Model | PR (%) | R (%) | F-Score | RI (%) | FN |
Grab cut | 97.36 | 74 | 83.8 | 97.5 | 31319 |
Proposed model | 98.0 | 85 | 91 | 98.5 | 18497 |
Table 2: Comparison of proposed model with grab cut.
This research explored selective cell segmentation within the context of graph cut. Selective cell segmentation provides an opportunity to carry out cell analysis in isolation. In order to get a better result for selective cell segmentation using semi-automatic graph cut, we used a single image from a given dataset to inform the algorithm about the variability of foreground and background pixels. This shows that custom-made segmentation methods, which are a function of domain knowledge, can outperform generic ones. Figure 5a gives an example to buttress this point. The small white circles shows seed points informing the grab cut algorithm to retain these regions as foreground. However, the portion circled with green is a cell, which is not seen as a foreground cell even after several seed points are inserted as seen in figure 5b. This development also explains the fact that most of the grab cut selective segmentation is heavily interactive as user needs to put seed points on almost every cell to segment them, as seen in figure 5a. This is unlike ours, where selective segmentation is semi-automatic, once knowledge acquisition (foreground and background characteristics are learned by the algorithm) is carried out. It is also worth pointing out that little noise is attributed to results obtained from the proposed model in figures 6c and 7d while this is not the case for grab cut, though this noise can be minimised via morphological processing. One of the downsides of the proposed model is that for every new dataset, the model is trained to learn about the characteristics of foreground and background pixels while valuable time is wasted on manually segmenting cells to achieve this process.
This research introduces the selective cell segmentation using the adaptive distance penalties on semi-automatic graph cut.

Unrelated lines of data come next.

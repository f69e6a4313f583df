use crate::config::AppServiceConfig;
use crate::provider::{HostingError, HostingProvider, HostingResult};
use crate::publish_profile::PublishProfile;
use crate::types::{DeployReceipt, DeploymentState, HealthReport, KuduDeployment};
use async_trait::async_trait;
use reqwest::header::{CONTENT_TYPE, LOCATION};
use reqwest::{StatusCode, Url};
use std::path::Path;
use std::time::Instant;
use tracing::{debug, info, warn};

/// Zip-deploy client for App Service applications, authenticated with a publish profile
pub struct AppServiceProvider {
    http_client: reqwest::Client,
    scm_url: String,
    site_url: String,
    profile: PublishProfile,
    config: AppServiceConfig,
}

impl AppServiceProvider {
    pub fn new(config: AppServiceConfig, profile: PublishProfile) -> HostingResult<Self> {
        config
            .validate()
            .map_err(|message| HostingError::InvalidConfig { message })?;
        profile.validate()?;

        let scm_url = config
            .scm_url_override
            .clone()
            .unwrap_or_else(|| profile.scm_base_url())
            .trim_end_matches('/')
            .to_string();

        let site_url = config
            .site_url_override
            .clone()
            .or_else(|| profile.site_url())
            .unwrap_or_else(|| format!("https://{}.azurewebsites.net", profile.app_name()))
            .trim_end_matches('/')
            .to_string();

        Url::parse(&scm_url).map_err(|e| HostingError::InvalidConfig {
            message: format!("Invalid deployment endpoint '{}': {}", scm_url, e),
        })?;

        let http_client = reqwest::Client::builder()
            .timeout(config.timeout)
            .build()
            .map_err(|e| HostingError::Unknown {
                message: format!("Failed to build HTTP client: {}", e),
            })?;

        Ok(Self {
            http_client,
            scm_url,
            site_url,
            profile,
            config,
        })
    }

    /// Parse the publish profile secret and build a provider from it
    pub fn from_profile_xml(config: AppServiceConfig, xml: &str) -> HostingResult<Self> {
        Self::new(config, PublishProfile::parse(xml)?)
    }

    pub fn scm_url(&self) -> &str {
        &self.scm_url
    }

    pub fn site_url(&self) -> &str {
        &self.site_url
    }

    pub fn profile(&self) -> &PublishProfile {
        &self.profile
    }

    fn zipdeploy_url(&self) -> String {
        if self.config.is_async {
            format!("{}/api/zipdeploy?isAsync=true", self.scm_url)
        } else {
            format!("{}/api/zipdeploy", self.scm_url)
        }
    }

    /// `{scm}/<segments...>`, each segment percent-encoded
    fn endpoint(&self, segments: &[&str]) -> HostingResult<Url> {
        let mut url = Url::parse(&self.scm_url).map_err(|e| HostingError::InvalidConfig {
            message: format!("Invalid deployment endpoint '{}': {}", self.scm_url, e),
        })?;
        url.path_segments_mut()
            .map_err(|_| HostingError::InvalidConfig {
                message: format!("Deployment endpoint '{}' cannot take a path", self.scm_url),
            })?
            .pop_if_empty()
            .extend(segments);
        Ok(url)
    }

    /// Status URL announced by an accepted upload, if it points back at the deployment endpoint
    fn announced_status_url(&self, location: Option<&str>) -> Option<Url> {
        let base = Url::parse(&self.scm_url).ok()?;
        let url = base.join(location?).ok()?;

        if url.host_str() != base.host_str()
            || url.port_or_known_default() != base.port_or_known_default()
        {
            warn!("Ignoring status location on another host: {}", url);
            return None;
        }
        Some(url)
    }

    /// Id of the deployment the platform reported as latest before the upload
    async fn previous_deployment(&self, latest: &Url) -> HostingResult<Option<String>> {
        match self.fetch_deployment(latest.as_str()).await {
            Ok(record) => Ok(record.and_then(|r| r.id)),
            Err(e @ HostingError::Authentication { .. }) => Err(e),
            Err(e) => {
                debug!("No previous deployment on record: {}", e);
                Ok(None)
            }
        }
    }

    fn check_auth(status: StatusCode) -> HostingResult<()> {
        if status == StatusCode::UNAUTHORIZED || status == StatusCode::FORBIDDEN {
            return Err(HostingError::Authentication {
                status: status.as_u16(),
            });
        }
        Ok(())
    }

    /// `None` when the platform has no record to report yet
    async fn fetch_deployment(&self, url: &str) -> HostingResult<Option<KuduDeployment>> {
        let response = self
            .http_client
            .get(url)
            .basic_auth(&self.profile.user_name, Some(&self.profile.user_pwd))
            .send()
            .await?;

        let status = response.status();
        Self::check_auth(status)?;

        if !status.is_success() {
            warn!("Deployment status request returned {}", status);
            return Ok(None);
        }

        let body = response.text().await?;
        Ok(Some(serde_json::from_str(&body)?))
    }

    /// Poll `status_url` until the deployment settles.
    ///
    /// A record whose id is `stale_id` belongs to an earlier deployment and
    /// counts as "not registered yet".
    async fn wait_for_completion(
        &self,
        status_url: &Url,
        stale_id: Option<&str>,
        archive_bytes: u64,
    ) -> HostingResult<DeployReceipt> {
        let attempts = self.config.max_poll_attempts;

        for attempt in 1..=attempts {
            let record = self
                .fetch_deployment(status_url.as_str())
                .await?
                .filter(|record| stale_id.is_none() || record.id.as_deref() != stale_id);

            if let Some(record) = record {
                let state = record.state();
                debug!(
                    "Deployment {} is {} (check {}/{})",
                    record.id.as_deref().unwrap_or("latest"),
                    state,
                    attempt,
                    attempts
                );

                match state {
                    DeploymentState::Success => {
                        info!("Deployment completed after {} status checks", attempt);
                        return Ok(DeployReceipt {
                            deployment_id: record.id,
                            state,
                            site_url: self.site_url.clone(),
                            archive_bytes,
                            polls: attempt,
                            log_url: record.log_url,
                        });
                    }
                    DeploymentState::Failed => {
                        return Err(HostingError::DeploymentFailed {
                            message: record.describe(),
                            deployment_id: record.id.unwrap_or_else(|| "latest".to_string()),
                        });
                    }
                    _ => {}
                }
            }

            if attempt < attempts {
                tokio::time::sleep(self.config.poll_interval).await;
            }
        }

        Err(HostingError::DeploymentTimeout { attempts })
    }
}

#[async_trait]
impl HostingProvider for AppServiceProvider {
    async fn deploy_package(&self, archive: &Path) -> HostingResult<DeployReceipt> {
        let bytes = match tokio::fs::read(archive).await {
            Ok(bytes) => bytes,
            Err(e) if e.kind() == std::io::ErrorKind::NotFound => {
                return Err(HostingError::ArchiveNotFound {
                    path: archive.display().to_string(),
                })
            }
            Err(e) => return Err(e.into()),
        };
        let archive_bytes = bytes.len() as u64;

        let latest = self.endpoint(&["api", "deployments", "latest"])?;
        let previous = if self.config.is_async {
            self.previous_deployment(&latest).await?
        } else {
            None
        };

        info!(
            "Uploading {} ({} bytes) to {}",
            archive.display(),
            archive_bytes,
            self.scm_url
        );

        let response = self
            .http_client
            .post(self.zipdeploy_url())
            .basic_auth(&self.profile.user_name, Some(&self.profile.user_pwd))
            .header(CONTENT_TYPE, "application/zip")
            .body(bytes)
            .send()
            .await?;

        let status = response.status();
        Self::check_auth(status)?;
        let location = response
            .headers()
            .get(LOCATION)
            .and_then(|v| v.to_str().ok())
            .map(str::to_string);

        if !status.is_success() {
            let body = response.text().await.unwrap_or_default();
            return Err(HostingError::DeploymentRejected {
                status: status.as_u16(),
                body,
            });
        }

        if !self.config.is_async {
            info!("Deployment applied synchronously");
            return Ok(DeployReceipt {
                deployment_id: None,
                state: DeploymentState::Success,
                site_url: self.site_url.clone(),
                archive_bytes,
                polls: 0,
                log_url: None,
            });
        }

        match self.announced_status_url(location.as_deref()) {
            Some(status_url) => {
                debug!("Upload accepted with {}, polling {}", status, status_url);
                self.wait_for_completion(&status_url, None, archive_bytes).await
            }
            None => {
                debug!(
                    "Upload accepted with {}, polling latest (previously {})",
                    status,
                    previous.as_deref().unwrap_or("none")
                );
                self.wait_for_completion(&latest, previous.as_deref(), archive_bytes).await
            }
        }
    }

    async fn deployment_status(&self, deployment_id: &str) -> HostingResult<DeploymentState> {
        let url = self.endpoint(&["api", "deployments", deployment_id])?;

        match self.fetch_deployment(url.as_str()).await? {
            Some(record) => Ok(record.state()),
            None => Err(HostingError::Unknown {
                message: format!("Deployment {} not found", deployment_id),
            }),
        }
    }

    async fn health_check(&self) -> HostingResult<HealthReport> {
        let url = format!("{}{}", self.site_url, self.config.health_path);
        debug!("Checking {}", url);

        let start = Instant::now();
        let response = self.http_client.get(&url).send().await?;
        let status = response.status();

        let report = HealthReport {
            url,
            status: status.as_u16(),
            healthy: status.is_success(),
            latency_ms: start.elapsed().as_millis() as u64,
        };

        if report.healthy {
            info!("Health check passed: {} in {}ms", report.url, report.latency_ms);
        } else {
            warn!("Health check returned {} for {}", report.status, report.url);
        }

        Ok(report)
    }

    fn provider_name(&self) -> &'static str {
        "app-service"
    }
}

There are many benefits of the proposed model (selective segmentation); one of them is the restriction of segmentation to area of interest. The second benefit is the ability to minimise noise since only a section of the image may be important. The third is that the model provides a platform for further research in the area of tracking selected segmented cells. This model is evaluated using fairly homogeneous cell images; it would be interesting to see how it performs on highly heterogeneous cells. This will be our next line of research.